As a certified returns and exchanges specialist, you’ve mastered the art of taping up boxes really well, and you’ve even finally discovered that Amazon shipping bags come with a built-in peel-off adhesive to save you on tape (or maybe because their robots are grossed out from the thought of how that tape was likely ripped off the roll). If you’re a seasoned shopper returner, you’ve surely learned the many tricks of the trade, and if you aren’t, study this list before you embark on your career:
- Build a special Returns closet right next to your coat closet. A big one. No, an even bigger one. What are you going to fill it up with? Ask your local UPS driver.
- Keep a steady supply of packing tape.
- Keep a steady supply of boxes. And shipping bags. But really, in dire situations, even grocery bags will do. Especially when the UPS truck stopped at a red light at your corner and you’re going to miss him if you don’t run outside now.
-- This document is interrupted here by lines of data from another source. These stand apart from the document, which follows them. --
//! NDK sensor head tracker
//!
//! Orientation comes from the Game Rotation Vector sensor (no magnetic
//! interference), with the gyroscope as fallback. Accelerometer, gyroscope
//! and magnetometer samples are also kept for pose streaming.

use std::cell::Cell;
use std::ptr;
use std::rc::Rc;

use glam::{Quat, Vec3};
use log::{info, warn};

use crate::tracking::{DisplayOrientation, HeadPose, HeadTracker};

const ASENSOR_TYPE_ACCELEROMETER: i32 = 1;
const ASENSOR_TYPE_MAGNETIC_FIELD: i32 = 2;
const ASENSOR_TYPE_GYROSCOPE: i32 = 4;
const ASENSOR_TYPE_GAME_ROTATION_VECTOR: i32 = 15;

/// ~60Hz
const EVENT_RATE_US: i32 = 16_000;
/// Never extrapolate further than this past the last sample.
const MAX_PREDICTION_NS: u64 = 100_000_000;

/// Latest raw motion readings, sensor frame.
#[derive(Debug, Clone, Copy, Default, PartialEq)]
pub struct MotionSample {
    pub accel: [f32; 3],
    pub gyro: [f32; 3],
    pub magnet: [f32; 3],
}

pub struct NdkHeadTracker {
    sensor_manager: *mut ndk_sys::ASensorManager,
    event_queue: *mut ndk_sys::ASensorEventQueue,
    sensors: Vec<*const ndk_sys::ASensor>,
    has_rotation_vector: bool,
    enabled: bool,

    orientation: Quat,
    orientation_timestamp_ns: i64,
    angular_velocity: Vec3,
    motion: Rc<Cell<MotionSample>>,
}

impl NdkHeadTracker {
    pub fn new(package: &std::ffi::CStr) -> Self {
        let mut tracker = Self {
            sensor_manager: ptr::null_mut(),
            event_queue: ptr::null_mut(),
            sensors: Vec::new(),
            has_rotation_vector: false,
            enabled: false,
            orientation: Quat::IDENTITY,
            orientation_timestamp_ns: 0,
            angular_velocity: Vec3::ZERO,
            motion: Rc::default(),
        };
        tracker.init_sensors(package);
        tracker
    }

    /// Shared view of the latest raw readings.
    pub fn motion_handle(&self) -> Rc<Cell<MotionSample>> {
        self.motion.clone()
    }

    pub fn is_available(&self) -> bool {
        !self.event_queue.is_null() && !self.sensors.is_empty()
    }

    fn init_sensors(&mut self, package: &std::ffi::CStr) {
        info!("Initializing head tracking sensors...");

        unsafe {
            self.sensor_manager = ndk_sys::ASensorManager_getInstanceForPackage(package.as_ptr());
            if self.sensor_manager.is_null() {
                info!("Failed to get ASensorManager, trying fallback");
                self.sensor_manager = ndk_sys::ASensorManager_getInstance();
            }
            if self.sensor_manager.is_null() {
                warn!("ASensorManager not available");
                return;
            }

            let rotation = ndk_sys::ASensorManager_getDefaultSensor(
                self.sensor_manager,
                ASENSOR_TYPE_GAME_ROTATION_VECTOR,
            );
            self.has_rotation_vector = !rotation.is_null();
            if !self.has_rotation_vector {
                info!("Game Rotation Vector not available, integrating gyroscope");
            }

            for kind in [
                ASENSOR_TYPE_GAME_ROTATION_VECTOR,
                ASENSOR_TYPE_GYROSCOPE,
                ASENSOR_TYPE_ACCELEROMETER,
                ASENSOR_TYPE_MAGNETIC_FIELD,
            ] {
                let sensor = ndk_sys::ASensorManager_getDefaultSensor(self.sensor_manager, kind);
                if !sensor.is_null() {
                    self.sensors.push(sensor);
                }
            }
            if self.sensors.is_empty() {
                warn!("No motion sensors available");
                return;
            }

            let mut looper = ndk_sys::ALooper_forThread();
            if looper.is_null() {
                looper = ndk_sys::ALooper_prepare(0);
            }
            if looper.is_null() {
                warn!("Failed to get ALooper");
                return;
            }

            self.event_queue = ndk_sys::ASensorManager_createEventQueue(
                self.sensor_manager,
                looper,
                0,
                None,
                ptr::null_mut(),
            );
            if self.event_queue.is_null() {
                warn!("Failed to create sensor event queue");
                return;
            }
        }

        info!("Head tracking sensors ready ({} sensors)", self.sensors.len());
    }

    fn enable(&mut self) {
        if self.enabled || !self.is_available() {
            return;
        }
        for &sensor in &self.sensors {
            unsafe {
                let rc = ndk_sys::ASensorEventQueue_enableSensor(self.event_queue, sensor);
                if rc < 0 {
                    warn!("Failed to enable sensor: {}", rc);
                    continue;
                }
                ndk_sys::ASensorEventQueue_setEventRate(self.event_queue, sensor, EVENT_RATE_US);
            }
        }
        self.enabled = true;
    }

    fn disable(&mut self) {
        if !self.enabled {
            return;
        }
        for &sensor in &self.sensors {
            unsafe {
                ndk_sys::ASensorEventQueue_disableSensor(self.event_queue, sensor);
            }
        }
        self.enabled = false;
    }

    /// Drains pending sensor events without blocking.
    fn poll(&mut self) {
        if !self.enabled {
            return;
        }
        let mut motion = self.motion.get();

        unsafe {
            let mut event: ndk_sys::ASensorEvent = std::mem::zeroed();
            while ndk_sys::ASensorEventQueue_getEvents(self.event_queue, &mut event, 1) > 0 {
                let data = event.__bindgen_anon_1.__bindgen_anon_1.data;
                let xyz = [data[0], data[1], data[2]];
                match event.type_ {
                    ASENSOR_TYPE_GAME_ROTATION_VECTOR => {
                        let (x, y, z) = (data[0], data[1], data[2]);
                        let w = (1.0 - x * x - y * y - z * z).max(0.0).sqrt();
                        self.orientation = Quat::from_xyzw(x, y, z, w).normalize();
                        self.orientation_timestamp_ns = event.timestamp;
                    }
                    ASENSOR_TYPE_GYROSCOPE => {
                        let omega = Vec3::from(xyz);
                        if !self.has_rotation_vector && self.orientation_timestamp_ns != 0 {
                            let dt = (event.timestamp - self.orientation_timestamp_ns) as f32 * 1e-9;
                            self.orientation =
                                (self.orientation * Quat::from_scaled_axis(omega * dt)).normalize();
                        }
                        if !self.has_rotation_vector {
                            self.orientation_timestamp_ns = event.timestamp;
                        }
                        self.angular_velocity = omega;
                        motion.gyro = xyz;
                    }
                    ASENSOR_TYPE_ACCELEROMETER => motion.accel = xyz,
                    ASENSOR_TYPE_MAGNETIC_FIELD => motion.magnet = xyz,
                    _ => {}
                }
            }
        }

        self.motion.set(motion);
    }
}

impl HeadTracker for NdkHeadTracker {
    fn pause(&mut self) {
        self.disable();
    }

    fn resume(&mut self) {
        self.enable();
    }

    fn pose(&mut self, timestamp_ns: u64, orientation: DisplayOrientation) -> HeadPose {
        self.poll();

        // Extrapolate along the last angular velocity up to the target time.
        let ahead_ns = timestamp_ns
            .saturating_sub(self.orientation_timestamp_ns.max(0) as u64)
            .min(MAX_PREDICTION_NS);
        let predicted = if self.orientation_timestamp_ns > 0 {
            self.orientation * Quat::from_scaled_axis(self.angular_velocity * (ahead_ns as f32 * 1e-9))
        } else {
            self.orientation
        };

        // Sensor world is Z-up; the renderer's world is Y-up.
        let world = Quat::from_rotation_x(-std::f32::consts::FRAC_PI_2);
        let display = Quat::from_rotation_z(orientation.screen_rotation());
        let head = (world * predicted * display).normalize();

        HeadPose {
            position: [0.0; 3],
            orientation: head.to_array(),
        }
    }
}

impl Drop for NdkHeadTracker {
    fn drop(&mut self) {
        self.disable();
        unsafe {
            if !self.event_queue.is_null() && !self.sensor_manager.is_null() {
                ndk_sys::ASensorManager_destroyEventQueue(self.sensor_manager, self.event_queue);
            }
        }
    }
}
//! Crate error type
//!
//! Setup paths (config, shaders, calibration decode, sockets) return these.
//! The per-frame path never does: it logs and skips instead.

use thiserror::Error;

#[derive(Debug, Error)]
pub enum Error {
    #[error("invalid configuration: {0}")]
    Config(String),

    #[error("json error: {0}")]
    Json(#[from] serde_json::Error),

    #[error("io error: {0}")]
    Io(#[from] std::io::Error),

    #[error("malformed viewer calibration: {0}")]
    Calibration(String),

    #[error("shader program '{label}' failed to build: {message}")]
    Shader { label: &'static str, message: String },

    #[error("gpu error after {label}: 0x{code:04x}")]
    Gpu { label: String, code: u32 },

    #[error("platform error: {0}")]
    Platform(String),
}

pub type Result<T> = std::result::Result<T, Error>;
- Shop ahead of time, when you can snag great deals on previous seasons’ items while they’re still returnable. (Also, if ordering from AliExpress, to simply guarantee that your purchases will arrive before the next season is over.)
- Do not shop ahead of time. You’ll end up with a return closet full of unusable items that have missed the return window.
- Never order anything from AliExpress thinking that if your purchase doesn’t work out, you’ll return it. Those days are long over, my dear.
- If you ordered something from AliExpress that is an astonishing success, send me the link.
Admittedly, it’s a full-time job, and not necessarily a well-paying one, unless you have selective vision and only see the (sizeable, true) credits on your credit card statements. It’s satisfying work — nothing beats the thrill of finding a package at your door or the relief of seeing that same package make it safely back onto the truck. You’ll get the hang of it eventually. Most websites’ return policies are straightforward — although you will need to make another quick stop at the kiosk to process the return and print your return label.
Take along Flutes.
(Originally featured in Family First, Issue 857)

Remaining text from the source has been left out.